Reputation: 119
I have a dataframe formatted as follows:
Order# Product
1 Milk
1 Water
2 OJ
3 Soda
3 Lemonade
I want to reformat this so that there is 1 row per order, each product as a column, and a binary to indicate whether that order contained the product in the column:
Order# Lemonade Milk OJ Soda Water
1 0 1 0 0 1
2 0 0 1 0 0
3 1 0 0 1 0
I believe reshape2 or tidyverse are packages I could use, but I'm not sure. Any help on how to do this would be appreciated.
Upvotes: 1
Views: 63
Reputation: 887158
We can use data.table
as it would be more efficient and would work for bigger datasets
library(data.table)
dcast(setDT(df1), Order ~ Product, length)
# Order Lemonade Milk OJ Soda Water
#1: 1 0 1 0 0 1
#2: 2 0 0 1 0 0
#3: 3 1 0 0 1 0
Also, in case there are duplicates, change the length
with a logical expression
dcast(setDT(df1), Order ~ Product, function(x) as.integer(length(x) > 0))

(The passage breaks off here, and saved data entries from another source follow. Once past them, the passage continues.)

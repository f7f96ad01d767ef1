//! AES-256-CBC payload encryption.

use aes::Aes256;
use aes::cipher::block_padding::Pkcs7;
use aes::cipher::{BlockDecryptMut, BlockEncryptMut, KeyIvInit};
use base64::Engine as _;
use base64::engine::general_purpose::STANDARD;
use companion_core::PersistenceError;
use rand::RngCore;
use rand::rngs::OsRng;

use super::key_derivation::SaveKey;

type Aes256CbcEnc = cbc::Encryptor<Aes256>;
type Aes256CbcDec = cbc::Decryptor<Aes256>;

/// Length of the IV prefix.
pub const IV_LEN: usize = 16;

/// Encrypts `plaintext` under `key` with a fresh random IV.
///
/// Returns `base64(IV ‖ ciphertext)`.
pub fn encrypt(plaintext: &str, key: &SaveKey) -> Result<String, PersistenceError> {
    let mut iv = [0u8; IV_LEN];
    OsRng
        .try_fill_bytes(&mut iv)
        .map_err(|e| {
            tracing::error!("[SaveCipher] Failed to draw IV: {}", e);
            PersistenceError::EncryptionFailed
        })?;

    let encryptor = Aes256CbcEnc::new_from_slices(key.as_bytes(), &iv)
        .map_err(|_| PersistenceError::EncryptionFailed)?;
    let ciphertext = encryptor.encrypt_padded_vec_mut::<Pkcs7>(plaintext.as_bytes());

    let mut payload = Vec::with_capacity(IV_LEN + ciphertext.len());
    payload.extend_from_slice(&iv);
    payload.extend_from_slice(&ciphertext);

    Ok(STANDARD.encode(payload))
}

/// Decrypts a blob produced by [`encrypt`].
///
/// Invalid base64, a payload shorter than the IV, bad padding, a wrong key
/// and non-UTF-8 plaintext all yield [`PersistenceError::DecryptionFailed`].
pub fn decrypt(blob: &str, key: &SaveKey) -> Result<String, PersistenceError> {
    let payload = STANDARD.decode(blob.trim()).map_err(|_| {
        tracing::debug!("[SaveCipher] Blob is not valid base64");
        PersistenceError::DecryptionFailed
    })?;

    if payload.len() < IV_LEN {
        tracing::debug!("[SaveCipher] Blob shorter than IV ({} bytes)", payload.len());
        return Err(PersistenceError::DecryptionFailed);
    }
    let (iv, ciphertext) = payload.split_at(IV_LEN);

    let decryptor = Aes256CbcDec::new_from_slices(key.as_bytes(), iv)
        .map_err(|_| PersistenceError::DecryptionFailed)?;
    let plaintext = decryptor
        .decrypt_padded_vec_mut::<Pkcs7>(ciphertext)
        .map_err(|_| PersistenceError::DecryptionFailed)?;

    String::from_utf8(plaintext).map_err(|_| PersistenceError::DecryptionFailed)
}

#[cfg(test)]
mod tests {
    use super::*;
    use crate::crypto::derive_key;

    #[test]
    fn test_round_trip() {
        let key = derive_key("76561198000000000");
        let text = r#"{"userData":{"userName":"민지"}}"#;

        let blob = encrypt(text, &key).unwrap();
        assert_eq!(decrypt(&blob, &key).unwrap(), text);
    }

    #[test]
    fn test_empty_plaintext_round_trip() {
        let key = derive_key("k");
        let blob = encrypt("", &key).unwrap();
        // One full padding block after the IV.
        assert_eq!(STANDARD.decode(&blob).unwrap().len(), IV_LEN + 16);
        assert_eq!(decrypt(&blob, &key).unwrap(), "");
    }

    #[test]
    fn test_fresh_iv_per_call() {
        let key = derive_key("k");
        let a = encrypt("same text", &key).unwrap();
        let b = encrypt("same text", &key).unwrap();
        assert_ne!(a, b);
        assert_ne!(
            STANDARD.decode(&a).unwrap()[..IV_LEN],
            STANDARD.decode(&b).unwrap()[..IV_LEN]
        );
    }

    #[test]
    fn test_wrong_key_fails() {
        let blob = encrypt(
            "a snapshot body long enough to span several cipher blocks",
            &derive_key("right"),
        )
        .unwrap();
        assert_eq!(
            decrypt(&blob, &derive_key("wrong")),
            Err(PersistenceError::DecryptionFailed)
        );
    }

    #[test]
    fn test_invalid_base64_fails() {
        let key = derive_key("k");
        assert_eq!(
            decrypt("not base64 at all!!", &key),
            Err(PersistenceError::DecryptionFailed)
        );
    }

    #[test]
    fn test_short_payload_fails() {
        let key = derive_key("k");
        let short = STANDARD.encode([1u8; 8]);
        assert_eq!(decrypt(&short, &key), Err(PersistenceError::DecryptionFailed));

        let iv_only = STANDARD.encode([1u8; IV_LEN]);
        assert_eq!(decrypt(&iv_only, &key), Err(PersistenceError::DecryptionFailed));
    }

    #[test]
    fn test_truncated_ciphertext_fails() {
        let key = derive_key("k");
        let blob = encrypt("some longer payload for truncation", &key).unwrap();
        let mut payload = STANDARD.decode(&blob).unwrap();
        payload.truncate(payload.len() - 5);
        assert_eq!(
            decrypt(&STANDARD.encode(payload), &key),
            Err(PersistenceError::DecryptionFailed)
        );
    }

    #[test]
    fn test_surrounding_whitespace_is_ignored() {
        let key = derive_key("k");
        let blob = encrypt("payload", &key).unwrap();
        assert_eq!(decrypt(&format!("{blob}\n"), &key).unwrap(), "payload");
    }
}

For smaller datasets, the table
from base R
is also good
+(table(df1) > 0)
df1 <- structure(list(Order = c(1L, 1L, 2L, 3L, 3L), Product = c("Milk",
"Water", "OJ", "Soda", "Lemonade")), class = "data.frame",
row.names = c(NA, -5L))
Upvotes: 2
Reputation: 7592
df$v<-1
tidyr::spread(df,Product,v,fill=0)
Order Lemonade Milk OJ Soda Water
1 1 0 1 0 0 1
2 2 0 0 1 0 0
3 3 1 0 0 1 0
Upvotes: 1